Los personajes de la política
que recurren a esta modalidad como rutina no merecen defensa
alguna. Ellos tienen una responsabilidad enorme y es muy
evidente que no son capaces de seducir a los ciudadanos
con su carisma, sus discursos y, mucho menos, con sus limitadas
capacidades intelectuales. Si esos atributos estuvieran
presentes ganarían elecciones sin necesidad de apelar
a estos métodos tan denigrantes y despreciables.
Pero ellos son solo la punta del iceberg, lo que
se ve, lo que aparece en la superficie. Las verdaderas causas
de este fenómeno que aumenta de un modo escandaloso
radican en otro ámbito menos visible. Sus verdaderos
causantes, los que han permitido su nacimiento y luego su
desarrollo en una especie de espiral de perfeccionamiento
y sofisticación inagotable, son los mismos ciudadanos
que hoy se horrorizan frente a cada anécdota.
Cada hecho tiene sus causas y sus efectos. Casi nunca
lo perceptible explica realmente lo que ocurre. Para comprender
los mecanismos hay que sumergirse un poco, a veces bastante,
y encontrar allí las raíces del asunto.
Nada cambiará si no se va hasta el fondo, para
entender primero las insondables causas y operar sobre ellas
de un modo decidido. Atacar las consecuencias es como pretender
curar una enfermedad disminuyendo la fiebre y suponiendo
que ella es el problema, cuando en realidad es solo un aviso,
de que algo está muy mal y merece una rápida atención.
Ignorar este esquema tan sencillo y frecuente,
el mismo que los individuos siguen para resolver sus cuestiones
domésticas, personales y profesionales, es también
parte del problema y explica, en buena medida, porque estas
prácticas perversas no encuentran techo. Es probable
que no se haya invertido suficiente tiempo en buscar las
causas reales y, mucho menos, en actuar en esa dirección.
La queja retórica no modifica nada, si no va acompañada
de una actitud consistente que logre alinear discurso y
acción.
Los políticos que han hecho
del clientelismo una de sus herramientas preferidas no podrían
hacerlo sin una doble complicidad ciudadana. La más
indisimulable tiene que ver con el funcional silencio de
una sociedad que contempla como sus valores se degradan
y hace poco al respecto.
El clientelismo forma
parte de lo cotidiano, sin embargo las denuncias no abundan
y quedan en la nada casi siempre. Ni siquiera existe el
esperable castigo moral, un objetivo poco ambicioso pero
totalmente necesario.
Es que se han naturalizado
estas inadecuadas costumbres. Pareciera que la sociedad
solo las describe como parte del paisaje, y si bien las
critica, tampoco convierte esos reclamos en algo superior.

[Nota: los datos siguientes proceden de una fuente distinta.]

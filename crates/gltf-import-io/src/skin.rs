//! Skins: joint lists and inverse bind matrices.

use glam::Mat4;
use gltf_import_core::AxisConversion;

/// A skin binding a mesh to a hierarchy of joint nodes.
#[derive(Debug, Clone, PartialEq)]
pub struct Skin {
    pub index: usize,
    pub name: Option<String>,
    /// Joint node indices in bind order.
    pub joints: Vec<usize>,
    /// Declared skeleton root node.
    pub skeleton: Option<usize>,
    /// One matrix per joint; identity when the document gives none.
    pub inverse_bind_matrices: Vec<Mat4>,
}

impl Skin {
    /// The skeleton root, when it is a node other than the first joint.
    pub fn detached_root(&self) -> Option<usize> {
        let skeleton = self.skeleton?;
        match self.joints.first() {
            Some(&first) if first == skeleton => None,
            _ => Some(skeleton),
        }
    }

    pub fn contains_joint(&self, node: usize) -> bool {
        self.joints.contains(&node)
    }

    /// Inverse bind matrix of joint `i`, identity if out of range.
    pub fn inverse_bind_matrix(&self, i: usize) -> Mat4 {
        self.inverse_bind_matrices.get(i).copied().unwrap_or(Mat4::IDENTITY)
    }

    /// Inverse bind matrices re-expressed in the target coordinate system.
    pub fn converted_inverse_bind_matrices(&self, axis: AxisConversion) -> Vec<Mat4> {
        self.inverse_bind_matrices.iter().map(|&m| axis.matrix(m)).collect()
    }

    /// The skin name, or `Armature_<index>` when unnamed.
    pub fn display_name(&self) -> String {
        self.name.clone().unwrap_or_else(|| format!("Armature_{}", self.index))
    }
}

#[cfg(test)]
mod tests {
    use super::*;
    use glam::Vec3;

    fn skin(joints: Vec<usize>, skeleton: Option<usize>) -> Skin {
        let n = joints.len();
        Skin {
            index: 0,
            name: None,
            joints,
            skeleton,
            inverse_bind_matrices: vec![Mat4::IDENTITY; n],
        }
    }

    #[test]
    fn test_detached_root() {
        assert_eq!(skin(vec![5, 2, 7], Some(9)).detached_root(), Some(9));
        assert_eq!(skin(vec![5, 2, 7], Some(5)).detached_root(), None);
        assert_eq!(skin(vec![5, 2, 7], None).detached_root(), None);
        assert_eq!(skin(vec![], Some(1)).detached_root(), Some(1));
    }

    #[test]
    fn test_inverse_bind_conversion() {
        let mut s = skin(vec![0], None);
        s.inverse_bind_matrices[0] = Mat4::from_translation(Vec3::new(0.0, 2.0, 0.0));
        let converted = s.converted_inverse_bind_matrices(AxisConversion::YUpToZUp);
        let moved = converted[0].transform_point3(Vec3::ZERO);
        assert!(moved.abs_diff_eq(Vec3::new(0.0, 0.0, 2.0), 1e-6));
        assert_eq!(s.inverse_bind_matrix(3), Mat4::IDENTITY);
        assert_eq!(s.display_name(), "Armature_0");
    }
}
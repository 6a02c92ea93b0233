//! Collaborator interface for turning a resolved graph into host objects.
//!
//! The importer stops at a resolved [`Gltf`]. Creating objects in a host
//! application (an editor, an engine, a printer) is delegated to a
//! [`Materializer`], driven depth-first by [`materialize`].
//!
//! # Usage
//!
//! ```ignore
//! use gltf_import_io::{import, materialize, Materializer};
//!
//! let gltf = import("model.glb")?;
//! let mut host = MyHost::new();
//! let created = materialize(&gltf, &mut host)?;
//! ```

use std::sync::Arc;

use gltf_import_core::{EntityKind, GltfError};

use crate::animation::{Animation, Channel};
use crate::camera::Camera;
use crate::graph::Gltf;
use crate::mesh::Mesh;
use crate::scene::{Node, Scene};
use crate::skin::Skin;

/// Creates host objects for the nodes of a resolved scene.
///
/// Each node becomes exactly one object. The kind is chosen with a fixed
/// priority: a node with a mesh becomes a mesh object, else one with a
/// camera becomes a camera, else a skeleton root becomes a bone, else the
/// node becomes an empty. `parent` is the handle created for the node's
/// parent, `None` for scene roots.
pub trait Materializer {
    /// Reference to a created host object.
    type Handle: Clone;
    type Error: From<GltfError>;

    fn create_mesh_object(
        &mut self,
        gltf: &Gltf,
        node: &Node,
        mesh: &Mesh,
        parent: Option<&Self::Handle>,
    ) -> Result<Self::Handle, Self::Error>;

    fn create_camera(
        &mut self,
        gltf: &Gltf,
        node: &Node,
        camera: &Camera,
        parent: Option<&Self::Handle>,
    ) -> Result<Self::Handle, Self::Error>;

    /// Called for skeleton roots; `skin` is the skin the node is the root of.
    fn create_bone(
        &mut self,
        gltf: &Gltf,
        node: &Node,
        skin: &Skin,
        parent: Option<&Self::Handle>,
    ) -> Result<Self::Handle, Self::Error>;

    fn create_empty(&mut self, gltf: &Gltf, node: &Node, parent: Option<&Self::Handle>)
        -> Result<Self::Handle, Self::Error>;

    /// Applies the channels of one animation to a created object.
    ///
    /// Called once per animation that targets the node, after the object is
    /// created. Default: ignore animations.
    fn apply_animation(
        &mut self,
        _gltf: &Gltf,
        _handle: &Self::Handle,
        _animation: &Animation,
        _channels: &[Arc<Channel>],
    ) -> Result<(), Self::Error> {
        Ok(())
    }
}

/// Materializes the root scene. See [`materialize_scene`].
pub fn materialize<M: Materializer>(gltf: &Gltf, materializer: &mut M) -> Result<Vec<(usize, M::Handle)>, M::Error> {
    materialize_scene(gltf, gltf.root_scene(), materializer)
}

/// Walks `scene` depth-first from its roots, creating one host object per
/// node with its parent's handle.
///
/// Returns `(node index, handle)` pairs in creation order.
pub fn materialize_scene<M: Materializer>(
    gltf: &Gltf,
    scene: &Scene,
    materializer: &mut M,
) -> Result<Vec<(usize, M::Handle)>, M::Error> {
    let mut created = Vec::with_capacity(scene.len());
    let mut stack: Vec<(usize, Option<M::Handle>)> = scene.roots.iter().rev().map(|&root| (root, None)).collect();

    while let Some((index, parent)) = stack.pop() {
        let Some(node) = scene.node(index) else {
            continue;
        };
        let handle = create(gltf, node, parent.as_ref(), materializer)?;

        for (&animation, channels) in &node.animations {
            let animation = gltf
                .animation(animation)
                .ok_or_else(|| GltfError::out_of_bounds(EntityKind::Animation, animation, gltf.animations().len()))?;
            materializer.apply_animation(gltf, &handle, animation, channels)?;
        }

        stack.extend(node.children.iter().rev().map(|&child| (child, Some(handle.clone()))));
        created.push((index, handle));
    }

    Ok(created)
}

fn create<M: Materializer>(
    gltf: &Gltf,
    node: &Node,
    parent: Option<&M::Handle>,
    materializer: &mut M,
) -> Result<M::Handle, M::Error> {
    if let Some(index) = node.mesh {
        let mesh = gltf
            .mesh(index)
            .ok_or_else(|| GltfError::out_of_bounds(EntityKind::Mesh, index, gltf.meshes().len()))?;
        return materializer.create_mesh_object(gltf, node, mesh, parent);
    }
    if let Some(index) = node.camera {
        let camera = gltf
            .camera(index)
            .ok_or_else(|| GltfError::out_of_bounds(EntityKind::Camera, index, gltf.cameras().len()))?;
        return materializer.create_camera(gltf, node, camera, parent);
    }
    if let Some(index) = node.joint_skin.filter(|_| node.is_joint) {
        let skin = gltf
            .skin(index)
            .ok_or_else(|| GltfError::out_of_bounds(EntityKind::Skin, index, gltf.skins().len()))?;
        return materializer.create_bone(gltf, node, skin, parent);
    }
    materializer.create_empty(gltf, node, parent)
}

Al mismo tiempo se justifica a quien recibe un favor a cambio
del apoyo político, validando entonces este presente
de un modo muy preocupante.
Tal vez la raíz
profunda de la cuestión esté relacionada con la
visión ideológica que prevalece entre los ciudadanos,
que cree en la idea de un Estado grande, con muchos recursos
económicos disponibles y encargado de resolverle a
la sociedad la totalidad de sus problemas.
Un
Estado omnipresente precisa de gran cantidad de dinero,
recauda impuestos, se endeuda y hasta emite moneda para
financiar su desbordado gasto, ese que la sociedad avala
desde lo argumental aduciendo que debe ocuparse de casi
todo para que los ciudadanos sean felices y prósperos.
Esta pérfida mirada es la que permite que
los gobiernos, conducidos por los políticos de turno,
accedan a abundantes presupuestos que dilapidan arbitrariamente.
El combo se completa con la ausente vocación cívica
de demandar transparencia en el gasto estatal, y así
el clientelismo consigue su principal aliado, su socio más
preciado.
Una ciudadanía que hace una apología
de ese Estado gigantesco, que debe hacerse cargo de todo,
solo promueve la creación de una casta de políticos
que sueñan con administrar mucho dinero discrecionalmente
y sin rendir cuenta alguna. Sin ese ingrediente vital, el
clientelismo estaría absolutamente limitado, su existencia
sería marginal y de escasa incidencia electoral, empujando
entonces a los políticos a esmerarse un poco más
para cautivar a los electores con ideas, programas y proyectos.
La próxima vez que se intente analizar un
suceso político que venga de la mano de estas prácticas
inmorales, valdrá la pena reflexionar acerca de quiénes
son, en realidad, los culpables del clientelismo.